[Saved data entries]

------------------------------

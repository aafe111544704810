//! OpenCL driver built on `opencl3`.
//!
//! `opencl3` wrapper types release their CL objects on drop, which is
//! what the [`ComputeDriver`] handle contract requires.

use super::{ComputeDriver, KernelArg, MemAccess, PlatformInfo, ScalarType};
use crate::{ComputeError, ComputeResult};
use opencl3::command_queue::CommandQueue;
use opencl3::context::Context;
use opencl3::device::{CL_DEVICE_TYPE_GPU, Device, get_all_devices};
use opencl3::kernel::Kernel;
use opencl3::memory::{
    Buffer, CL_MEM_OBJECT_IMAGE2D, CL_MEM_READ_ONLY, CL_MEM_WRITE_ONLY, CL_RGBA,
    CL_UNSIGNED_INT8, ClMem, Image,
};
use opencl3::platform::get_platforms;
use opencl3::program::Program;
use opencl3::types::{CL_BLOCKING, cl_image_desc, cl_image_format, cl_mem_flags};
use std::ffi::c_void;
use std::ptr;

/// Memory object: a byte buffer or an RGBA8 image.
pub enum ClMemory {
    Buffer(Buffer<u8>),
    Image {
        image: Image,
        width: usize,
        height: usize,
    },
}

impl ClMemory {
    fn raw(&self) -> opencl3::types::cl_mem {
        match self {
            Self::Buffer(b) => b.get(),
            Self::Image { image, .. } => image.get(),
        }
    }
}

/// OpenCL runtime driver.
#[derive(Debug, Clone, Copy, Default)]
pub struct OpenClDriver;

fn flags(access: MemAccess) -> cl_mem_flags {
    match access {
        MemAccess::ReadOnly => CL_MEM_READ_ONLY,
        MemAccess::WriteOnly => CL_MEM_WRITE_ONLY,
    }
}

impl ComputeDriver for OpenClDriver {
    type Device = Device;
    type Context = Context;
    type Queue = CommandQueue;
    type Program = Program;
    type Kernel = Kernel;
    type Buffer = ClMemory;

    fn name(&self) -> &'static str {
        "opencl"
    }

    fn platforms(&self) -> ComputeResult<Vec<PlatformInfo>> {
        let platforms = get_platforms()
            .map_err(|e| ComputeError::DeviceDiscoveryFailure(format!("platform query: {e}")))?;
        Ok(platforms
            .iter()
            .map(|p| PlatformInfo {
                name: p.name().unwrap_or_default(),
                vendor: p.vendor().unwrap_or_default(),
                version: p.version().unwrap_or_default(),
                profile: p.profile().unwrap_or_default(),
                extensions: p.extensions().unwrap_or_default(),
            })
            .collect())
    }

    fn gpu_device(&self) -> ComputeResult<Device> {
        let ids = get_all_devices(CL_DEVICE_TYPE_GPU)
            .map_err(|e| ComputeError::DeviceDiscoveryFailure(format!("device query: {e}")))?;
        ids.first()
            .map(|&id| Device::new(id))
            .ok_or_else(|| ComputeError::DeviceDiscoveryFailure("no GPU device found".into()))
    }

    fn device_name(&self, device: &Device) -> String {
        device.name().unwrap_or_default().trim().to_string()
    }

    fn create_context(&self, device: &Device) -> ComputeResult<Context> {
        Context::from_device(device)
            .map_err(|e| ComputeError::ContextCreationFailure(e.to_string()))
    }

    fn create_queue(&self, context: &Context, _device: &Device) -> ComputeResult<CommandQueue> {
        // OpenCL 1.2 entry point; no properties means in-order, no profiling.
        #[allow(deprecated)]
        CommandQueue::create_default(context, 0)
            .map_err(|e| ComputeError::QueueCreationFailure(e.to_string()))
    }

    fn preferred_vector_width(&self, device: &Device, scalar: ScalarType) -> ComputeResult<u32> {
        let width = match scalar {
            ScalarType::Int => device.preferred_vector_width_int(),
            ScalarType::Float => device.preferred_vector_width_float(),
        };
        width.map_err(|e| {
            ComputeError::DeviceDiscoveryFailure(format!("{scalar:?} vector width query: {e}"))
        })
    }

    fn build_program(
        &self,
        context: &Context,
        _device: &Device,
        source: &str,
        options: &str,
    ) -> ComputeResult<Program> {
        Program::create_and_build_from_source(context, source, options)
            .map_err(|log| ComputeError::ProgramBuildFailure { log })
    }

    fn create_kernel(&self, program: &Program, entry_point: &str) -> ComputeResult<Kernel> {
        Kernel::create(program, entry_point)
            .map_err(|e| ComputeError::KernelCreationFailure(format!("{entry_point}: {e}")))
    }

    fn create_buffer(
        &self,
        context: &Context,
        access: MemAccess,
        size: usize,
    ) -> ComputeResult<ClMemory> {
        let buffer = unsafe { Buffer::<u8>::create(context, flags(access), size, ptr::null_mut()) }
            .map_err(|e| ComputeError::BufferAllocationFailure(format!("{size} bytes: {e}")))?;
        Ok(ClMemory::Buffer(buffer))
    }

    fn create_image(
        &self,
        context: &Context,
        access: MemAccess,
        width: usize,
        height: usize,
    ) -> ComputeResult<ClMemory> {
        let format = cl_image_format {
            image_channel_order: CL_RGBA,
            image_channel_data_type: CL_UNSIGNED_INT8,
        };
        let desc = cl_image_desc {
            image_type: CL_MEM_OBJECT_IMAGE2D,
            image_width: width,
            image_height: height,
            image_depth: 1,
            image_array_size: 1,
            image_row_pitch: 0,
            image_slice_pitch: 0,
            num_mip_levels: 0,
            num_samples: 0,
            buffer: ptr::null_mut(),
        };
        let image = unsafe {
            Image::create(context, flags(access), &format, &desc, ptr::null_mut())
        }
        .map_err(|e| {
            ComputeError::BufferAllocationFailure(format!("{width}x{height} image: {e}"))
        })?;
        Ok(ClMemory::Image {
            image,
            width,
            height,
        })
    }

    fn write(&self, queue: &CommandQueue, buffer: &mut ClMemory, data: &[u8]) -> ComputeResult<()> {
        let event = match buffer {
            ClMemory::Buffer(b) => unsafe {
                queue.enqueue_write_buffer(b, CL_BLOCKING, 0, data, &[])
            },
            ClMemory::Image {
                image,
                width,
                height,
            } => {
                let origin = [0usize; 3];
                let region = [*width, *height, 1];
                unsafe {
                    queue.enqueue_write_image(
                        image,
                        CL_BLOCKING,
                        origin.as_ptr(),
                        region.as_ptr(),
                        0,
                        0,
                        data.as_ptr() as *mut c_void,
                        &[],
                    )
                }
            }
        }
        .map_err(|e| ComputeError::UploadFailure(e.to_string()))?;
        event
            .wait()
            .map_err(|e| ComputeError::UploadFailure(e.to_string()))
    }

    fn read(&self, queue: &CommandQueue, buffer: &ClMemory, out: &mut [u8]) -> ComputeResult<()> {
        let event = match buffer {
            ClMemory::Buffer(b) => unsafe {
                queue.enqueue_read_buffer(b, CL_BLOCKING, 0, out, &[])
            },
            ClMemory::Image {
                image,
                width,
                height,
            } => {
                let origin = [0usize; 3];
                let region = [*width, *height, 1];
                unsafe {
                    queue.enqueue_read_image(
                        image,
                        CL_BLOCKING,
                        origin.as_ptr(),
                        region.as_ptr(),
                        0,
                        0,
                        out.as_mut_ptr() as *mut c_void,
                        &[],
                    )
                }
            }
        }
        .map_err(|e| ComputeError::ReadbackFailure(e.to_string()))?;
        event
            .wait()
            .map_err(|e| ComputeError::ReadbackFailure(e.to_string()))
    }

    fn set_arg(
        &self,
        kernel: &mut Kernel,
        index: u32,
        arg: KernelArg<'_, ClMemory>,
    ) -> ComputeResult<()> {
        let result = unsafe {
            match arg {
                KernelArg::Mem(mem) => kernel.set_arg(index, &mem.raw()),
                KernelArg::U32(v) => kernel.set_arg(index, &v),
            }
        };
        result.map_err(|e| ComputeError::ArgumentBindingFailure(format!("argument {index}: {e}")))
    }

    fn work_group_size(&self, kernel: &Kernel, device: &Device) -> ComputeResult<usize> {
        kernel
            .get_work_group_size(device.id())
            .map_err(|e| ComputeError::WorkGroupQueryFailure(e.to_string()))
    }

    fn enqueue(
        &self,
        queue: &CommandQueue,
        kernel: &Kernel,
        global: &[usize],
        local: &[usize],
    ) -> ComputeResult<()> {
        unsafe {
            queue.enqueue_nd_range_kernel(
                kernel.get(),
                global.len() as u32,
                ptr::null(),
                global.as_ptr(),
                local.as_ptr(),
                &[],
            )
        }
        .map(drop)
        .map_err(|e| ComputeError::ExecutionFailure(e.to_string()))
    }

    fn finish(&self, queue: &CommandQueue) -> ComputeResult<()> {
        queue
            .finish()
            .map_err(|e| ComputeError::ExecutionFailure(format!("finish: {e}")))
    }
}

------------------------------

Problem description ->
Look through the entries above and copy each line that has "global" in it.

Finished exercise ->
        global: &[usize],
                global.len() as u32,
                global.as_ptr(),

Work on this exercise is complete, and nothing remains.